If the bar was made up of ten pieces, then each person might be given two tenths from each bar, giving them four tenths in total. Four tenths is the same quantity of chocolate as two fifths. Any fraction can be expressed as an infinite number of equivalent fractions that represent the same quantity and occupy the same position on the number line.
Fractions are important for measurement, especially where whole units are not precise enough for the purpose. The symbolic expression does not explain why equivalent fractions represent the same amount. Consider these equivalent fractions: 2/3 = 4/6 = 8/12. A fraction strip (length) model of the relationships looks like this:
Sixths are half the size of thirds, so twice as many sixths fit into the same length as thirds.
Twelfths are quarter the size of thirds so four times as many twelfths fit into the same length as thirds.
The relationship between two thirds and eight twelfths can be represented by this equality.
Four times as many twelfths comprise one as thirds. Therefore, each third can be divided into four twelfths.

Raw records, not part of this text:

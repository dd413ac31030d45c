//! Serialization drivers.
//!
//! The driver walks the selected nodes of a dataset in declaration order.
//! Leaves are read through the [`DataSource`] on first use and encoded.
//! Tables pull rows one at a time, run the selection against each, and
//! frame the rows that pass. Column read flags are cleared before every
//! row so values the source does not push are fetched again.

use dapstream_foundation::{Error, ErrorContext, Result, TypeKind};
use dapstream_wire::{Marker, Marshaller, UnMarshaller};
use tracing::{debug, trace};

use crate::dataset::Dataset;
use crate::source::DataSource;
use crate::variable::Variable;

/// A per-row filter evaluated against the dataset's current state.
pub trait Selection {
    /// True if the row currently loaded into `table` should be sent.
    ///
    /// `table` is the dotted path of the table being streamed. Only that
    /// table's current row, and the rows of tables enclosing it, are loaded.
    ///
    /// # Errors
    /// Evaluation failures abort the response.
    fn evaluate(&self, dataset: &Dataset, table: &str) -> Result<bool>;
}

/// A selection that passes every row.
#[derive(Clone, Copy, Debug, Default)]
pub struct NoSelection;

impl Selection for NoSelection {
    fn evaluate(&self, _dataset: &Dataset, _table: &str) -> Result<bool> {
        Ok(true)
    }
}

impl Dataset {
    /// Encodes every selected variable, in order.
    ///
    /// With `apply_selection` unset, every row of every table is sent.
    ///
    /// # Errors
    /// Stops at the first read, evaluation or write failure. The bytes
    /// already written are not a valid response.
    pub fn serialize(
        &mut self,
        m: &mut dyn Marshaller,
        selection: &dyn Selection,
        source: &mut dyn DataSource,
        apply_selection: bool,
    ) -> Result<()> {
        for index in 0..self.variables().len() {
            self.serialize_at(&[index], false, m, selection, source, apply_selection)?;
        }
        Ok(())
    }

    /// Encodes one variable by path, whether or not it is selected.
    ///
    /// Its descendants still follow their own selection flags.
    ///
    /// # Errors
    /// Returns an undefined variable error for an unknown path, and
    /// otherwise fails as [`Dataset::serialize`] does.
    pub fn serialize_variable(
        &mut self,
        path: &str,
        m: &mut dyn Marshaller,
        selection: &dyn Selection,
        source: &mut dyn DataSource,
        apply_selection: bool,
    ) -> Result<()> {
        let at = self
            .index_path(path)
            .ok_or_else(|| Error::undefined_variable(path))?;
        self.serialize_at(&at, true, m, selection, source, apply_selection)
    }

    /// Reads a non-table variable through the source if it is unread.
    ///
    /// # Errors
    /// Returns an undefined variable error for an unknown path, or the
    /// source's failure.
    pub fn read(&mut self, path: &str, source: &mut dyn DataSource) -> Result<()> {
        let at = self
            .index_path(path)
            .ok_or_else(|| Error::undefined_variable(path))?;
        self.read_at(&at, source)
    }

    /// Decodes every top-level variable, in order.
    ///
    /// The dataset must mirror the sender's constrained declaration.
    /// Tables are fully materialised.
    ///
    /// # Errors
    /// Returns I/O or framing errors from the stream.
    pub fn deserialize(&mut self, um: &mut dyn UnMarshaller) -> Result<()> {
        for var in self.variables_mut() {
            var.deserialize(um)?;
        }
        Ok(())
    }

    fn serialize_at(
        &mut self,
        at: &[usize],
        required: bool,
        m: &mut dyn Marshaller,
        selection: &dyn Selection,
        source: &mut dyn DataSource,
        apply_selection: bool,
    ) -> Result<()> {
        let node = self.node(at).ok_or_else(|| missing_node(at))?;
        if !required && !node.is_selected() {
            return Ok(());
        }
        match node.type_kind() {
            TypeKind::Record => {
                let count = node.children().len();
                let mut child = at.to_vec();
                child.push(0);
                for index in 0..count {
                    if let Some(last) = child.last_mut() {
                        *last = index;
                    }
                    self.serialize_at(&child, false, m, selection, source, apply_selection)?;
                }
                Ok(())
            }
            TypeKind::Table => self.serialize_table(at, m, selection, source, apply_selection),
            _ => {
                self.read_at(at, source)?;
                self.node(at).ok_or_else(|| missing_node(at))?.encode(m)
            }
        }
    }

    fn read_at(&mut self, at: &[usize], source: &mut dyn DataSource) -> Result<()> {
        let path = self.dotted_path(at).ok_or_else(|| missing_node(at))?;
        let dataset = self.name().to_string();
        let node = self.node_mut(at).ok_or_else(|| missing_node(at))?;
        if node.type_kind() == TypeKind::Table {
            return Err(Error::internal(format!("table '{path}' cannot be read whole")));
        }
        if node.is_read() {
            return Ok(());
        }
        source.begin_no_timeout();
        let outcome = source.read(&dataset, &path, node);
        source.end_no_timeout();
        outcome.map_err(|e| e.with_context(ErrorContext::new().with_source(&dataset).with_frame(&path)))?;
        node.set_dataset_name(dataset);
        node.set_read(true);
        Ok(())
    }

    fn serialize_table(
        &mut self,
        at: &[usize],
        m: &mut dyn Marshaller,
        selection: &dyn Selection,
        source: &mut dyn DataSource,
        apply_selection: bool,
    ) -> Result<()> {
        let path = self.dotted_path(at).ok_or_else(|| missing_node(at))?;
        let dataset = self.name().to_string();
        let mut sent = 0usize;
        let mut skipped = 0usize;

        loop {
            let table = self
                .node_mut(at)
                .and_then(|n| n.as_table_mut())
                .ok_or_else(|| missing_node(at))?;
            table.iter_mut().for_each(Variable::reset_read);
            source.begin_no_timeout();
            let more = source.next_row(&dataset, &path, table);
            source.end_no_timeout();
            if !more? {
                break;
            }

            if apply_selection && !selection.evaluate(self, &path)? {
                skipped += 1;
                trace!(table = %path, skipped, "row filtered");
                continue;
            }

            m.put_marker(Marker::Instance)?;
            let count = self.node(at).map_or(0, |n| n.children().len());
            let mut column = at.to_vec();
            column.push(0);
            for index in 0..count {
                if let Some(last) = column.last_mut() {
                    *last = index;
                }
                self.serialize_at(&column, false, m, selection, source, apply_selection)?;
            }
            sent += 1;
            trace!(table = %path, row = sent, "row sent");
        }

        m.put_marker(Marker::EndOfSequence)?;
        let node = self.node_mut(at).ok_or_else(|| missing_node(at))?;
        node.set_dataset_name(dataset);
        node.set_read(true);
        if let Some(table) = node.as_table_mut() {
            table.set_row_count(sent);
        }
        debug!(table = %path, sent, skipped, "table streamed");
        Ok(())
    }
}

fn missing_node(at: &[usize]) -> Error {
    Error::internal(format!("no node at index path {at:?}"))
}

Understanding equivalent fractions is critical to making sense of decimals and percentages. Consider the names for 3/4 = 0.75 = 75%. Both 0.75 and 75% represent 75/100, which is an equivalent fraction to 3/4. If each quarter is equally partitioned into 25 parts, those parts are called hundredths since 4 x 25 of those parts fit into one.
Opportunities for adaptation and differentiation
The learning opportunities in this unit can be differentiated by providing or removing support for students and by varying the task requirements. Ways to support students include:
 varying the level of abstraction
 altering the complexity of the numbers involved or the relationships between numerators and denominators
 allowing the use of scientific calculators that can process fractions
 encouraging sharing and discussion of students’ thinking
 using collaborative grouping so students can support each other and experience both tuakana and teina roles
 encouraging mahi tahi (collaboration) among students.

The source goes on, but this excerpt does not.